Luxembourg – The EFSF financial assistance programme for Portugal officially ends today with a successful programme exit. This follows the disbursement of €26 billion by the EFSF over three years to support macroeconomic adjustment in Portugal.

Klaus Regling, the CEO of the EFSF said: “The government and people of Portugal deserve recognition for their achievements in the last three years. Fiscal measures and structural adjustment have enabled Portugal to improve competitiveness, restore sustainable growth and regain the trust of investors. It should be stressed, however, that Portugal still faces serious challenges.

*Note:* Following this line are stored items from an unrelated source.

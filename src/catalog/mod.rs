//! Text catalog
//!
//! Reading texts grouped by proficiency level, parsed from a flat file.

pub mod level;
pub mod operations;
pub mod text;

pub use level::Level;
pub use operations::{filter_by_level, load_texts};
pub use text::{DELIMITER, Text, parse_line};
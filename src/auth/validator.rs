//! Password storage and verification
//!
//! Each call reloads the credential file, so every password update rewrites
//! the records of all users.

use log::{info, warn};

use super::credentials::hash_password;
use crate::error::StorageError;
use crate::storage::Store;

/// Hashes `password` and stores it for `username`, replacing any previous
/// record.
pub fn set_password(store: &Store, username: &str, password: &str) -> Result<(), StorageError> {
    let mut passwords = store.load_passwords();
    passwords.insert(username.to_string(), hash_password(password));
    store.save_passwords(&passwords)?;
    info!("Password set for user {}", username);
    Ok(())
}

/// Returns whether `password` matches the stored hash for `username`. A user
/// without a credential record never matches.
pub fn check_password(store: &Store, username: &str, password: &str) -> bool {
    let passwords = store.load_passwords();
    match passwords.get(username) {
        Some(stored) if !stored.is_empty() => hash_password(password) == *stored,
        _ => {
            warn!("No credential record for user {}", username);
            false
        }
    }
}

#[cfg(test)]
mod tests {
    use super::*;
    use tempfile::TempDir;

    #[test]
    fn test_check_after_set() {
        let dir = TempDir::new().unwrap();
        let store = Store::in_dir(dir.path());

        set_password(&store, "anna", "geheim").unwrap();
        assert!(check_password(&store, "anna", "geheim"));
        assert!(!check_password(&store, "anna", "Geheim"));
    }

    #[test]
    fn test_unrelated_update_keeps_record() {
        let dir = TempDir::new().unwrap();
        let store = Store::in_dir(dir.path());

        set_password(&store, "anna", "geheim").unwrap();
        set_password(&store, "ben", "passwort").unwrap();
        assert!(check_password(&store, "anna", "geheim"));
        assert!(check_password(&store, "ben", "passwort"));
    }

    #[test]
    fn test_set_overwrites_previous() {
        let dir = TempDir::new().unwrap();
        let store = Store::in_dir(dir.path());

        set_password(&store, "anna", "alt").unwrap();
        set_password(&store, "anna", "neu").unwrap();
        assert!(!check_password(&store, "anna", "alt"));
        assert!(check_password(&store, "anna", "neu"));
        assert_eq!(store.load_passwords().len(), 1);
    }

    #[test]
    fn test_unknown_user_never_matches() {
        let dir = TempDir::new().unwrap();
        let store = Store::in_dir(dir.path());

        assert!(!check_password(&store, "anna", "geheim"));
        assert!(!check_password(&store, "anna", ""));
    }

    #[test]
    fn test_username_is_case_sensitive() {
        let dir = TempDir::new().unwrap();
        let store = Store::in_dir(dir.path());

        set_password(&store, "anna", "geheim").unwrap();
        assert!(!check_password(&store, "Anna", "geheim"));
    }
}
//! Event source port interfaces
//!
//! Both the OS notification listener and the app-lifecycle listener follow
//! the same shape: the caller hands over a sink, the source returns an owned
//! [`Subscription`] that unregisters the listener when released or dropped.

use std::fmt;
use std::sync::Arc;

use thiserror::Error;

use crate::domain::capture::RawNotification;

/// Event source errors
#[derive(Debug, Clone, PartialEq, Eq, Error)]
pub enum SourceError {
    #[error("Failed to start listener: {0}")]
    SubscribeFailed(String),

    #[error("Listener disconnected: {0}")]
    Disconnected(String),

    #[error("Unreadable event: {0}")]
    Unreadable(String),
}

/// Callback invoked by a source for every event it delivers.
pub type EventSink<T> = Arc<dyn Fn(T) + Send + Sync>;

/// What a notification source delivers: an event, or a failure that should
/// be reported without ending the subscription.
pub type SourceEvent = Result<RawNotification, SourceError>;

/// Host application visibility
#[derive(Debug, Clone, Copy, PartialEq, Eq)]
pub enum AppState {
    Foreground,
    Background,
}

/// Handle to a registered listener.
///
/// The release action runs exactly once: on [`Subscription::release`] or on
/// drop, whichever comes first.
pub struct Subscription {
    label: &'static str,
    release: Option<Box<dyn FnOnce() + Send>>,
}

impl Subscription {
    /// Create a subscription that runs `release` when torn down
    pub fn new(label: &'static str, release: impl FnOnce() + Send + 'static) -> Self {
        Self {
            label,
            release: Some(Box::new(release)),
        }
    }

    /// Name of the listener, for diagnostics
    pub fn label(&self) -> &'static str {
        self.label
    }

    /// Unregister the listener
    pub fn release(mut self) {
        self.run_release();
    }

    fn run_release(&mut self) {
        if let Some(release) = self.release.take() {
            release();
        }
    }
}

impl Drop for Subscription {
    fn drop(&mut self) {
        self.run_release();
    }
}

impl fmt::Debug for Subscription {
    fn fmt(&self, f: &mut fmt::Formatter<'_>) -> fmt::Result {
        f.debug_struct("Subscription")
            .field("label", &self.label)
            .field("live", &self.release.is_some())
            .finish()
    }
}

/// Port for the OS-level notification listener
pub trait NotificationSource: Send + Sync {
    /// Start delivering captured notifications to `sink`.
    ///
    /// Events are delivered in the order the OS reports them. After the
    /// returned subscription is released, `sink` is not called again.
    fn subscribe(&self, sink: EventSink<SourceEvent>) -> Result<Subscription, SourceError>;
}

/// Port for host application foreground/background transitions
pub trait AppLifecycle: Send + Sync {
    /// Start delivering app state changes to `sink`.
    fn subscribe(&self, sink: EventSink<AppState>) -> Result<Subscription, SourceError>;
}

#[cfg(test)]
mod tests {
    use super::*;
    use std::sync::atomic::{AtomicUsize, Ordering};

    fn counting_subscription(count: &Arc<AtomicUsize>) -> Subscription {
        let count = Arc::clone(count);
        Subscription::new("test", move || {
            count.fetch_add(1, Ordering::SeqCst);
        })
    }

    #[test]
    fn release_runs_once() {
        let count = Arc::new(AtomicUsize::new(0));
        let subscription = counting_subscription(&count);
        subscription.release();
        assert_eq!(count.load(Ordering::SeqCst), 1);
    }

    #[test]
    fn drop_releases() {
        let count = Arc::new(AtomicUsize::new(0));
        {
            let _subscription = counting_subscription(&count);
        }
        assert_eq!(count.load(Ordering::SeqCst), 1);
    }

    #[test]
    fn debug_shows_label() {
        let count = Arc::new(AtomicUsize::new(0));
        let subscription = counting_subscription(&count);
        assert!(format!("{:?}", subscription).contains("test"));
        assert_eq!(subscription.label(), "test");
    }
}
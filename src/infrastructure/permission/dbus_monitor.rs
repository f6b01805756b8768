//! Notification access check backed by dbus-monitor

use std::io::ErrorKind;
use std::process::Stdio;

use async_trait::async_trait;
use tokio::process::Command;
use tracing::debug;

use crate::application::ports::{OsPermission, OsPermissionStatus, PermissionError};

/// Grants access when the D-Bus monitor can be executed.
///
/// Eavesdropping on the session bus needs no prompt on a desktop session, so
/// `request` performs the same probe as `evaluate`.
pub struct DbusMonitorPermission {
    command: String,
}

impl DbusMonitorPermission {
    /// Create a permission probe for the given monitor command
    pub fn new(command: impl Into<String>) -> Self {
        Self {
            command: command.into(),
        }
    }

    pub fn command(&self) -> &str {
        &self.command
    }

    async fn probe(&self) -> Result<OsPermissionStatus, std::io::Error> {
        let result = Command::new(&self.command)
            .arg("--help")
            .stdin(Stdio::null())
            .stdout(Stdio::null())
            .stderr(Stdio::null())
            .status()
            .await;

        match result {
            Ok(status) if status.success() => Ok(OsPermissionStatus::Granted),
            Ok(status) => {
                debug!(command = %self.command, %status, "monitor probe failed");
                Ok(OsPermissionStatus::Denied)
            }
            Err(e) if matches!(e.kind(), ErrorKind::NotFound | ErrorKind::PermissionDenied) => {
                debug!(command = %self.command, error = %e, "monitor not executable");
                Ok(OsPermissionStatus::Denied)
            }
            Err(e) => Err(e),
        }
    }
}

impl Default for DbusMonitorPermission {
    fn default() -> Self {
        Self::new(crate::domain::config::DEFAULT_MONITOR_COMMAND)
    }
}

#[async_trait]
impl OsPermission for DbusMonitorPermission {
    async fn evaluate(&self) -> Result<OsPermissionStatus, PermissionError> {
        self.probe()
            .await
            .map_err(|e| PermissionError::QueryFailed(e.to_string()))
    }

    async fn request(&self) -> Result<OsPermissionStatus, PermissionError> {
        self.probe()
            .await
            .map_err(|e| PermissionError::RequestFailed(e.to_string()))
    }
}
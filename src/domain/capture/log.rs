//! In-memory notification log

use std::collections::VecDeque;
use std::num::NonZeroUsize;

use chrono::{DateTime, Utc};

use super::notification::{CapturedNotification, NotificationId, RawNotification};

/// Newest-first log of captured notifications.
///
/// Entries are prepended in the order `ingest` is called, so the log order is
/// arrival order even when several entries share a timestamp. When a
/// retention bound is set, the oldest entries fall off the tail.
#[derive(Debug, Default)]
pub struct NotificationLog {
    entries: VecDeque<CapturedNotification>,
    next_seq: u64,
    max_entries: Option<NonZeroUsize>,
}

impl NotificationLog {
    /// Create an empty, unbounded log
    pub fn new() -> Self {
        Self::default()
    }

    /// Create an empty log that keeps at most `max_entries` entries
    pub fn with_capacity_limit(max_entries: NonZeroUsize) -> Self {
        Self {
            max_entries: Some(max_entries),
            ..Self::default()
        }
    }

    /// Retention bound, if any
    pub fn capacity(&self) -> Option<NonZeroUsize> {
        self.max_entries
    }

    /// Turn a raw event into a log entry captured now
    pub fn ingest(&mut self, raw: RawNotification) -> CapturedNotification {
        self.ingest_at(raw, Utc::now())
    }

    /// Turn a raw event into a log entry captured at `now`.
    ///
    /// Never fails: sparse events degrade to placeholder fields.
    pub fn ingest_at(&mut self, raw: RawNotification, now: DateTime<Utc>) -> CapturedNotification {
        self.next_seq += 1;
        let id = NotificationId::new(now.timestamp_millis(), self.next_seq);
        let entry = CapturedNotification::from_raw(raw, id, now);

        self.entries.push_front(entry.clone());
        if let Some(max) = self.max_entries {
            self.entries.truncate(max.get());
        }

        entry
    }

    /// Copy of the current log, newest first
    pub fn snapshot(&self) -> Vec<CapturedNotification> {
        self.entries.iter().cloned().collect()
    }

    /// Iterate newest first
    pub fn iter(&self) -> impl Iterator<Item = &CapturedNotification> {
        self.entries.iter()
    }

    /// Most recently ingested entry still retained
    pub fn latest(&self) -> Option<&CapturedNotification> {
        self.entries.front()
    }

    pub fn len(&self) -> usize {
        self.entries.len()
    }

    pub fn is_empty(&self) -> bool {
        self.entries.is_empty()
    }
}

#[cfg(test)]
mod tests {
    use super::*;
    use crate::domain::capture::notification::{PLACEHOLDER_BODY, PLACEHOLDER_TITLE};

    fn titles(log: &NotificationLog) -> Vec<String> {
        log.snapshot().iter().map(|n| n.title().to_string()).collect()
    }

    #[test]
    fn new_log_is_empty() {
        let log = NotificationLog::new();
        assert!(log.is_empty());
        assert!(log.snapshot().is_empty());
        assert!(log.latest().is_none());
        assert!(log.capacity().is_none());
    }

    #[test]
    fn snapshot_is_newest_first() {
        let mut log = NotificationLog::new();
        for title in ["A", "B", "C"] {
            log.ingest(RawNotification::new(title, "body"));
        }
        assert_eq!(titles(&log), vec!["C", "B", "A"]);
    }

    #[test]
    fn same_instant_keeps_arrival_order() {
        let mut log = NotificationLog::new();
        let now = Utc::now();
        let first = log.ingest_at(RawNotification::new("first", "x"), now);
        let second = log.ingest_at(RawNotification::new("second", "x"), now);

        assert_ne!(first.id(), second.id());
        assert_eq!(first.timestamp(), second.timestamp());
        assert!(first.id() < second.id());
        assert_eq!(titles(&log), vec!["second", "first"]);
    }

    #[test]
    fn reverse_arrival_order_for_many_events() {
        let mut log = NotificationLog::new();
        let now = Utc::now();
        for i in 0..50 {
            log.ingest_at(RawNotification::new(format!("n{i}"), "x"), now);
        }
        let expected: Vec<String> = (0..50).rev().map(|i| format!("n{i}")).collect();
        assert_eq!(titles(&log), expected);
    }

    #[test]
    fn ingest_returns_the_prepended_entry() {
        let mut log = NotificationLog::new();
        let entry = log.ingest(RawNotification::new("Hi", "there"));
        assert_eq!(log.latest(), Some(&entry));
    }

    #[test]
    fn empty_event_gets_placeholders() {
        let mut log = NotificationLog::new();
        let entry = log.ingest(RawNotification {
            title: Some(String::new()),
            body: Some(String::new()),
            source: None,
        });
        assert_eq!(entry.title(), PLACEHOLDER_TITLE);
        assert_eq!(entry.body(), PLACEHOLDER_BODY);
    }

    #[test]
    fn retention_drops_oldest() {
        let mut log = NotificationLog::with_capacity_limit(NonZeroUsize::new(2).unwrap());
        for title in ["A", "B", "C"] {
            log.ingest(RawNotification::new(title, "body"));
        }
        assert_eq!(log.len(), 2);
        assert_eq!(titles(&log), vec!["C", "B"]);
    }

    #[test]
    fn snapshot_is_detached_from_log() {
        let mut log = NotificationLog::new();
        log.ingest(RawNotification::new("A", "x"));
        let mut snapshot = log.snapshot();
        snapshot.clear();
        assert_eq!(log.len(), 1);
    }
}
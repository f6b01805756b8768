//! Configuration storage adapters

mod xdg;

pub use xdg::{XdgConfigStore, APP_DIR};
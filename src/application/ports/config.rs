//! Configuration port interface

use async_trait::async_trait;
use std::path::PathBuf;

use crate::domain::config::AppConfig;
use crate::domain::error::ConfigError;

/// Port for configuration storage
#[async_trait]
pub trait ConfigStore: Send + Sync {
    /// Load configuration from storage.
    /// A missing file yields an empty config.
    async fn load(&self) -> Result<AppConfig, ConfigError>;

    /// Persist `config`, creating parent directories as needed.
    async fn save(&self, config: &AppConfig) -> Result<(), ConfigError>;

    fn path(&self) -> PathBuf;

    fn exists(&self) -> bool;

    /// Write the default config. Fails if the file already exists.
    async fn init(&self) -> Result<(), ConfigError>;

    /// Load, treating any failure as an empty config
    async fn load_or_empty(&self) -> AppConfig {
        self.load().await.unwrap_or_else(|_| AppConfig::empty())
    }
}
//! CLI layer - Command-line interface
//!
//! Contains argument parsing, output formatting, signal handling,
//! and the command runners.

pub mod app;
pub mod args;
pub mod config_cmd;
pub mod presenter;
pub mod signals;

// Re-export commonly used types
pub use app::{run_probe, run_replay, run_status, run_watch, EXIT_ERROR, EXIT_SUCCESS, EXIT_USAGE_ERROR};
pub use args::{Cli, Commands, ConfigAction};
pub use presenter::Presenter;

Continued efforts are needed to overcome the persistently high levels of public and private debt, to ensure fiscal sustainability and to tackle the currently high unemployment levels.”

The EFSF, EFSM (an EU facility funded through bonds issued by the European Commission) and IMF each contributed €26 billion to the overall financial assistance package of €78 billion agreed by ECOFIN and the Eurogroup in May 2011. The first disbursement of EFSF financial assistance was made in June 2011 and the final 12th instalment was transferred on 28 April 2014. The loans were granted at interest rates slightly above the EFSF’s cost of funding, with a weighted average maturity of nearly 21 years.

“Portugal is the third country, following Ireland and Spain, to exit an EFSF or ESM programme without requesting further financial assistance,” Klaus Regling added. “The funds gave national authorities the time needed to carry out comprehensive reforms. For all three countries, 2014 will be the first year of economic recovery that will most likely extend into a period of sustained growth.”

The ESM will continue to cooperate with the Portuguese authorities under the ESM’s Early Warning System, which also applies to EFSF programmes and is designed to ensure beneficiary countries will be able to honour their debts in a timely manner. In order to avoid an additional reporting burden for Portugal, the ESM will join the European Commission twice a year for its post-programme surveillance.